▸ **Task inputs**
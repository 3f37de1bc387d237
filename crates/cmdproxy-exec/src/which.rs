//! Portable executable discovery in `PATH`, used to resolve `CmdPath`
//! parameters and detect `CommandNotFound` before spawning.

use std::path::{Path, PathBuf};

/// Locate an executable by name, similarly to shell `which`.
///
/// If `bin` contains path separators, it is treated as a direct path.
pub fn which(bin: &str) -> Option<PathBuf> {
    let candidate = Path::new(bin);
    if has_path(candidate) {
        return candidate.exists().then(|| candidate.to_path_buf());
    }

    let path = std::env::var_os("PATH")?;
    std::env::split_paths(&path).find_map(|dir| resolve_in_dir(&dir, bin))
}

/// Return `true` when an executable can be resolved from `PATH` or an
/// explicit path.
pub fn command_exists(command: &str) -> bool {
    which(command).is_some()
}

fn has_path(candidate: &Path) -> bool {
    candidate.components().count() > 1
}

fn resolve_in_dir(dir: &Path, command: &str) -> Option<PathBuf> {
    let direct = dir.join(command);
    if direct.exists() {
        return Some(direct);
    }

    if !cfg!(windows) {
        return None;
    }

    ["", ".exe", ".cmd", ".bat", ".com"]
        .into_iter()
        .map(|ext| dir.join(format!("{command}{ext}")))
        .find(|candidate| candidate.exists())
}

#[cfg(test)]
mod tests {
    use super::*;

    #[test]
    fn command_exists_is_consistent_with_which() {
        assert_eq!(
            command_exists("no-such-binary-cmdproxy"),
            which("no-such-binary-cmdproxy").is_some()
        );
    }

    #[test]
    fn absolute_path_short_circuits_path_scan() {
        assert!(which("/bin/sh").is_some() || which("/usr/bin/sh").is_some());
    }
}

▸ **Exercise goal**
Looking at the records above, count the lines where the word "direct" appears. State only the number.

▸ **Solution to the problem**
4